Marcelo in the Real World by Francisco X. Stork
My rating: 4 of 5 starsWalk the Walk
The balance of ugly and beautiful, truth and deceit, innocence and experience carries Francisco X. Stork's Marcelo in the Real World.
Marcelo's journey takes the reader through a considerable number of encounters and moral confrontations that would test anyone, let alone someone on the autism spectrum. And I admire the fact that Stork created a journey where it doesn't matter that Marcelo has a form of Aspergers--it both is and is not the story.

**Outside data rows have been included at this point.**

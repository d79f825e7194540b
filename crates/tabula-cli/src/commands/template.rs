//! Template command implementation.

use crate::cli::TemplateArgs;
use crate::error::Result;
use crate::output::Formatter;
use crate::schema_file;
use std::fs;
use tabula_domain::SchemaDraft;

/// Execute the template command.
pub fn execute_template(args: TemplateArgs, formatter: &Formatter) -> Result<()> {
    let contents = schema_file::to_toml(&SchemaDraft::seeded().to_definition())?;

    match args.output {
        Some(path) => {
            fs::write(&path, contents)?;
            println!(
                "{}",
                formatter.success(&format!("Wrote schema template to {}", path.display()))
            );
        }
        None => print!("{}", contents),
    }

    Ok(())
}
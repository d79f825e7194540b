//! Interactive REPL (Read-Eval-Print Loop) mode.
//!
//! The REPL walks one workflow session: edit the draft, create the schema,
//! load text, process it, inspect and export the results. Remote
//! operations run on a background task and can be cancelled with Ctrl-C.

use crate::commands;
use crate::config::{tabula_dir, Config};
use crate::error::{CliError, Result};
use crate::output::Formatter;
use crate::report::present;
use crate::schema_file;
use rustyline::error::ReadlineError;
use rustyline::DefaultEditor;
use std::future::Future;
use std::path::PathBuf;
use tabula_domain::{FieldAttribute, WorkflowStep};
use tabula_sdk::ExtractionService;
use tabula_workflow::{OperationHandle, OperationReport, Orchestrator, WorkflowError};
use tracing::warn;

/// Run the interactive REPL.
pub async fn run_repl<S: ExtractionService + 'static>(
    orchestrator: &Orchestrator<S>,
    config: &Config,
    formatter: &Formatter,
) -> Result<()> {
    println!(
        "{}",
        formatter.info("Tabula REPL - Type 'help' for commands, 'exit' to quit")
    );
    println!();

    let editor_config = rustyline::Config::builder()
        .max_history_size(config.settings.history_size)
        .map_err(|e| CliError::Config(format!("Invalid history size: {}", e)))?
        .build();
    let mut editor = DefaultEditor::with_config(editor_config).map_err(|e| {
        CliError::Io(std::io::Error::other(format!(
            "Failed to initialize editor: {}",
            e
        )))
    })?;

    let history_path = get_history_path()?;
    let _ = editor.load_history(&history_path);

    loop {
        let prompt = format!("tabula [{}]> ", orchestrator.session().await.step());

        match editor.readline(&prompt) {
            Ok(line) => {
                let line = line.trim();

                if line.is_empty() {
                    continue;
                }

                editor.add_history_entry(line).ok();

                match parse_repl_command(line) {
                    Ok(ReplCommand::Exit) => {
                        println!("{}", formatter.info("Goodbye!"));
                        break;
                    }
                    Ok(ReplCommand::Help) => {
                        print_help(formatter);
                    }
                    Ok(ReplCommand::Action(action)) => {
                        if let Err(e) = execute_action(action, orchestrator, config, formatter).await
                        {
                            eprintln!("{}", formatter.error(&e.to_string()));
                        }
                    }
                    Err(e) => {
                        eprintln!("{}", formatter.error(&e.to_string()));
                    }
                }
            }
            Err(ReadlineError::Interrupted) => {
                println!("{}", formatter.info("Use 'exit' to quit"));
            }
            Err(ReadlineError::Eof) => {
                break;
            }
            Err(err) => {
                eprintln!("{}", formatter.error(&format!("Error: {}", err)));
                break;
            }
        }
    }

    editor.save_history(&history_path).ok();

    Ok(())
}

/// REPL command type.
#[derive(Debug, PartialEq)]
enum ReplCommand {
    Exit,
    Help,
    Action(ReplAction),
}

/// Something the REPL does to the session.
#[derive(Debug, PartialEq)]
enum ReplAction {
    Fields,
    Add,
    Set {
        index: usize,
        attribute: FieldAttribute,
        value: String,
    },
    Remove(usize),
    Class(String),
    Load(PathBuf),
    Create,
    Code,
    Text(PathBuf),
    Paste(String),
    Chunk { size: i64, overlap: i64 },
    Process,
    Results,
    Export(Option<PathBuf>),
    Step(WorkflowStep),
    Status,
    Health,
    Reset,
}

/// Parse a REPL command line.
fn parse_repl_command(line: &str) -> Result<ReplCommand> {
    let parts: Vec<&str> = line.split_whitespace().collect();

    if parts.is_empty() {
        return Err(CliError::InvalidInput("Empty command".to_string()));
    }

    let args = &parts[1..];
    let action = match parts[0] {
        "exit" | "quit" | "q" => return Ok(ReplCommand::Exit),
        "help" | "?" => return Ok(ReplCommand::Help),
        "fields" | "ls" => ReplAction::Fields,
        "add" => ReplAction::Add,
        "set" => parse_set_command(args)?,
        "rm" | "remove" => ReplAction::Remove(parse_index(args.first().copied(), "rm <n>")?),
        "class" => match args.first() {
            Some(name) => ReplAction::Class(name.to_string()),
            None => return Err(usage("class <name>")),
        },
        "load" => ReplAction::Load(parse_path(args, "load <schema-file>")?),
        "create" => ReplAction::Create,
        "code" => ReplAction::Code,
        "text" => ReplAction::Text(parse_path(args, "text <file>")?),
        "paste" => {
            let text = line
                .trim_start()
                .split_once(char::is_whitespace)
                .map(|(_, rest)| rest.trim())
                .unwrap_or_default();
            if text.is_empty() {
                return Err(usage("paste <text...>"));
            }
            ReplAction::Paste(text.to_string())
        }
        "chunk" => parse_chunk_command(args)?,
        "process" | "run" => ReplAction::Process,
        "results" => ReplAction::Results,
        "export" => ReplAction::Export(args.first().map(PathBuf::from)),
        "step" => {
            let step = args
                .first()
                .and_then(|s| WorkflowStep::parse(s))
                .ok_or_else(|| usage("step <schema|process|results>"))?;
            ReplAction::Step(step)
        }
        "status" => ReplAction::Status,
        "health" => ReplAction::Health,
        "reset" => ReplAction::Reset,
        _ => {
            return Err(CliError::InvalidInput(format!(
                "Unknown command: {}. Type 'help' for available commands.",
                parts[0]
            )))
        }
    };

    Ok(ReplCommand::Action(action))
}

fn usage(text: &str) -> CliError {
    CliError::InvalidInput(format!("Usage: {}", text))
}

/// Field numbers are shown starting at 1.
fn parse_index(arg: Option<&str>, usage_text: &str) -> Result<usize> {
    let number: usize = arg
        .and_then(|s| s.parse().ok())
        .ok_or_else(|| usage(usage_text))?;
    number
        .checked_sub(1)
        .ok_or_else(|| CliError::InvalidInput("Field numbers start at 1".to_string()))
}

fn parse_path(args: &[&str], usage_text: &str) -> Result<PathBuf> {
    if args.is_empty() {
        return Err(usage(usage_text));
    }
    Ok(PathBuf::from(args.join(" ")))
}

fn parse_set_command(args: &[&str]) -> Result<ReplAction> {
    const USAGE: &str = "set <n> <name|type|description> <value...>";

    if args.len() < 2 {
        return Err(usage(USAGE));
    }
    let index = parse_index(Some(args[0]), USAGE)?;
    let attribute = FieldAttribute::parse(args[1]).ok_or_else(|| usage(USAGE))?;

    Ok(ReplAction::Set {
        index,
        attribute,
        value: args[2..].join(" "),
    })
}

fn parse_chunk_command(args: &[&str]) -> Result<ReplAction> {
    const USAGE: &str = "chunk <size> <overlap>";

    match args {
        [size, overlap] => Ok(ReplAction::Chunk {
            size: size.parse().map_err(|_| usage(USAGE))?,
            overlap: overlap.parse().map_err(|_| usage(USAGE))?,
        }),
        _ => Err(usage(USAGE)),
    }
}

/// Execute a REPL action.
async fn execute_action<S: ExtractionService + 'static>(
    action: ReplAction,
    orchestrator: &Orchestrator<S>,
    config: &Config,
    formatter: &Formatter,
) -> Result<()> {
    match action {
        ReplAction::Fields => {
            let session = orchestrator.session().await;
            println!("{}", formatter.format_fields(session.draft())?);
        }
        ReplAction::Add => {
            let mut session = orchestrator.session().await;
            session.draft_mut().add_field()?;
            println!(
                "{}",
                formatter.success(&format!("Added field {}", session.draft().len()))
            );
        }
        ReplAction::Set {
            index,
            attribute,
            value,
        } => {
            orchestrator
                .session()
                .await
                .draft_mut()
                .update_field(index, attribute, value)?;
            println!("{}", formatter.success(&format!("Updated field {}", index + 1)));
        }
        ReplAction::Remove(index) => {
            orchestrator.session().await.draft_mut().remove_field(index)?;
            println!("{}", formatter.success(&format!("Removed field {}", index + 1)));
        }
        ReplAction::Class(name) => {
            orchestrator.session().await.draft_mut().set_class_name(name)?;
        }
        ReplAction::Load(path) => {
            let definition = schema_file::read_definition(&path)?;
            let fields = definition.fields.len();
            orchestrator.session().await.load_draft(definition)?;
            println!(
                "{}",
                formatter.success(&format!("Loaded {} field(s) from {}", fields, path.display()))
            );
        }
        ReplAction::Create => {
            let report = await_operation(orchestrator, orchestrator.spawn_create_schema()).await;
            present(&report, formatter, &config.export_path(EXPORT_FILE))?;
        }
        ReplAction::Code => {
            let session = orchestrator.session().await;
            match session.state().compiled() {
                Some(handle) => println!("{}", formatter.format_code(handle)),
                None => println!("{}", formatter.warning("Please create schema first")),
            }
        }
        ReplAction::Text(path) => {
            let text = std::fs::read_to_string(&path)?;
            let chars = text.chars().count();
            orchestrator.session().await.set_text(text);
            println!(
                "{}",
                formatter.success(&format!("Loaded {} character(s)", chars))
            );
        }
        ReplAction::Paste(text) => {
            orchestrator.session().await.set_text(text);
        }
        ReplAction::Chunk { size, overlap } => {
            orchestrator.session().await.set_chunking(size, overlap);
        }
        ReplAction::Process => {
            let report = await_operation(orchestrator, orchestrator.spawn_process()).await;
            present(&report, formatter, &config.export_path(EXPORT_FILE))?;
            if report.is_success() {
                let session = orchestrator.session().await;
                println!("{}", formatter.format_results(session.results())?);
            }
        }
        ReplAction::Results => {
            let session = orchestrator.session().await;
            println!("{}", formatter.format_results(session.results())?);
        }
        ReplAction::Export(path) => {
            let target = path.unwrap_or_else(|| config.export_path(EXPORT_FILE));
            let report = await_operation(orchestrator, orchestrator.spawn_export()).await;
            present(&report, formatter, &target)?;
        }
        ReplAction::Step(step) => {
            orchestrator
                .session()
                .await
                .select_step(step)
                .map_err(WorkflowError::from)?;
        }
        ReplAction::Status => {
            let session = orchestrator.session().await;
            println!("{}", formatter.format_status(&session));
        }
        ReplAction::Health => {
            commands::execute_health(orchestrator, &config.service_url()?, formatter).await?;
        }
        ReplAction::Reset => {
            orchestrator.reset().await;
            println!("{}", formatter.info("Started a new session"));
        }
    }

    Ok(())
}

const EXPORT_FILE: &str = tabula_workflow::EXPORT_FILE_NAME;

/// Wait for a spawned operation; Ctrl-C cancels it.
async fn await_operation<S: ExtractionService + 'static>(
    orchestrator: &Orchestrator<S>,
    handle: OperationHandle,
) -> OperationReport {
    await_interruptible(orchestrator, handle, tokio::signal::ctrl_c()).await
}

async fn await_interruptible<S, I>(
    orchestrator: &Orchestrator<S>,
    handle: OperationHandle,
    interrupt: I,
) -> OperationReport
where
    S: ExtractionService + 'static,
    I: Future<Output = std::io::Result<()>>,
{
    let kind = handle.kind();
    let token = handle.token();
    let join = handle.join();
    tokio::pin!(join);

    tokio::select! {
        report = &mut join => report,
        signal = interrupt => {
            match signal {
                Ok(()) => {
                    token.cancel();
                    orchestrator.cancel(kind).await;
                }
                Err(e) => warn!(error = %e, "Ctrl-C handler unavailable"),
            }
            join.await
        }
    }
}

fn get_history_path() -> Result<PathBuf> {
    let dir = tabula_dir()?;
    std::fs::create_dir_all(&dir)?;
    Ok(dir.join("history.txt"))
}

fn print_help(formatter: &Formatter) {
    println!("{}", formatter.info("Available commands:"));
    println!();
    println!("  Schema");
    println!("  fields                          - Show the schema draft");
    println!("  add                             - Append a blank field");
    println!("  set <n> <attr> <value...>       - Change a field attribute");
    println!("    attr: name | type | description");
    println!("    type: str, int, float, bool, List[str], List[int],");
    println!("          Dict[str,Any], Optional[str]");
    println!("  rm <n>                          - Remove a field");
    println!("  class <name>                    - Set the class name");
    println!("  load <file>                     - Replace the draft from a TOML/JSON file");
    println!("  create                          - Create the schema on the service");
    println!("  code                            - Show the generated model code");
    println!();
    println!("  Processing");
    println!("  text <file>                     - Load text to process from a file");
    println!("  paste <text...>                 - Set the text to process");
    println!("  chunk <size> <overlap>          - Set chunking (default: 1000 100)");
    println!("  process                         - Extract records from the text");
    println!();
    println!("  Results");
    println!("  results                         - Show extracted records");
    println!("  export [path]                   - Save results as CSV");
    println!();
    println!("  Session");
    println!("  step <schema|process|results>   - Go to an available step");
    println!("  status                          - Show session state");
    println!("  health                          - Check the extraction service");
    println!("  reset                           - Start over");
    println!("  help, ?                         - Show this help");
    println!("  exit, quit, q                   - Exit REPL");
    println!();
    println!("  Ctrl-C cancels a running create/process/export.");
    println!();
}
//! Tabula CLI library.
//!
//! This library provides the core functionality for the Tabula command-line interface,
//! including configuration management, command execution, and output formatting.

pub mod cli;
pub mod commands;
pub mod config;
pub mod error;
pub mod output;
pub mod repl;
pub mod report;
pub mod schema_file;

pub use cli::{Cli, Command};
pub use config::Config;
pub use error::{CliError, Result};
pub use output::Formatter;
//! Rendering operation reports: notifications and file downloads.

use crate::error::{CliError, Result};
use crate::output::Formatter;
use std::fs;
use std::path::{Path, PathBuf};
use tabula_workflow::{Effect, Level, OperationReport};
use tracing::debug;

/// Print every notification of a report and save its download, if any.
///
/// Errors go to stderr, everything else to stdout. A download is written
/// to `download_to`; the written path is returned.
pub fn present(
    report: &OperationReport,
    formatter: &Formatter,
    download_to: &Path,
) -> Result<Option<PathBuf>> {
    let mut written = None;

    for effect in &report.effects {
        match effect {
            Effect::Notify(notification) if notification.level == Level::Error => {
                eprintln!("{}", formatter.notification(notification));
            }
            Effect::Notify(notification) => {
                println!("{}", formatter.notification(notification));
            }
            Effect::Navigate(step) => debug!(%step, "Navigated"),
            Effect::Download(download) => {
                save(&download.bytes, download_to)?;
                println!(
                    "{}",
                    formatter.info(&format!(
                        "Saved {} ({} bytes)",
                        download_to.display(),
                        download.bytes.len()
                    ))
                );
                written = Some(download_to.to_path_buf());
            }
        }
    }

    Ok(written)
}

/// Present a report that must have succeeded, or return its error unprinted.
///
/// Used by one-shot commands, where the caller reports the error once.
pub fn settle(
    report: OperationReport,
    formatter: &Formatter,
    download_to: &Path,
) -> Result<Option<PathBuf>> {
    if let Some(error) = report.error {
        return Err(error.into());
    }
    if report.discarded {
        return Err(CliError::NotPermitted(format!(
            "The {} request was cancelled",
            report.kind
        )));
    }
    present(&report, formatter, download_to)
}

fn save(bytes: &[u8], path: &Path) -> Result<()> {
    if let Some(parent) = path.parent().filter(|p| !p.as_os_str().is_empty()) {
        fs::create_dir_all(parent)?;
    }
    fs::write(path, bytes)?;
    Ok(())
}

#[cfg(test)]
mod tests {
    use super::*;
    use crate::config::OutputFormat;
    use tabula_domain::OperationKind;
    use tabula_workflow::{Download, Notification};
    use tempfile::TempDir;

    #[test]
    fn test_download_written() {
        let dir = TempDir::new().unwrap();
        let target = dir.path().join("out").join("results.csv");
        let report = OperationReport::success(OperationKind::Export)
            .with(Effect::Notify(Notification::success("CSV exported successfully")))
            .with(Effect::Download(Download::csv(b"a\r\n1\r\n".to_vec())));

        let formatter = Formatter::new(OutputFormat::Table, false);
        let written = present(&report, &formatter, &target).unwrap();

        assert_eq!(written, Some(target.clone()));
        assert_eq!(fs::read(&target).unwrap(), b"a\r\n1\r\n");
    }

    #[test]
    fn test_settle_returns_error() {
        let report = OperationReport::failure(
            OperationKind::Export,
            tabula_domain::ValidationError::NoResults.into(),
        );
        let formatter = Formatter::new(OutputFormat::Table, false);
        let err = settle(report, &formatter, Path::new("results.csv")).unwrap_err();
        assert_eq!(err.to_string(), "No results to export");
    }

    #[test]
    fn test_no_download_nothing_written() {
        let dir = TempDir::new().unwrap();
        let target = dir.path().join("results.csv");
        let report = OperationReport::success(OperationKind::Schema)
            .with(Effect::Notify(Notification::success("Schema created successfully")));

        let formatter = Formatter::new(OutputFormat::Table, false);
        assert!(present(&report, &formatter, &target).unwrap().is_none());
        assert!(!target.exists());
    }
}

The morally bankrupt decisions made by others would occur whether Marcelo was there or not--true, Wendell does try to take advantage of Marcelo, but once the reader gets to know Wendell he'll realize that Wendell would try to take advantage of anyone. And does.
The language, unapologetic and raw, compliments some of the realities we all encounter at some point in the real world. I liked that Stork gave Marcelo a trusted spiritual advisor in the rabbi as well as budding, and patient,friend in Jasmine. Women are victimized and marginalized in this "real world" and it takes young men like Marcelo, the fired Robert Steeley, Jasmine's childhood friend Jonah, or attorney Geronimo Garcia, to balance the assault on men on could perceive in the novel.
Without a deft hand, Stork's novel could have simply fallen into the theme of "Men can be cruel in the real world" and left it at that--but it remains much more than that.
While the implied inevitable romance with Jasmine does feel a little forced or disjointed to me (taking it any further would have marred the book), I enjoyed Marcelo's journey and certainly give the highest recommendations to this novel.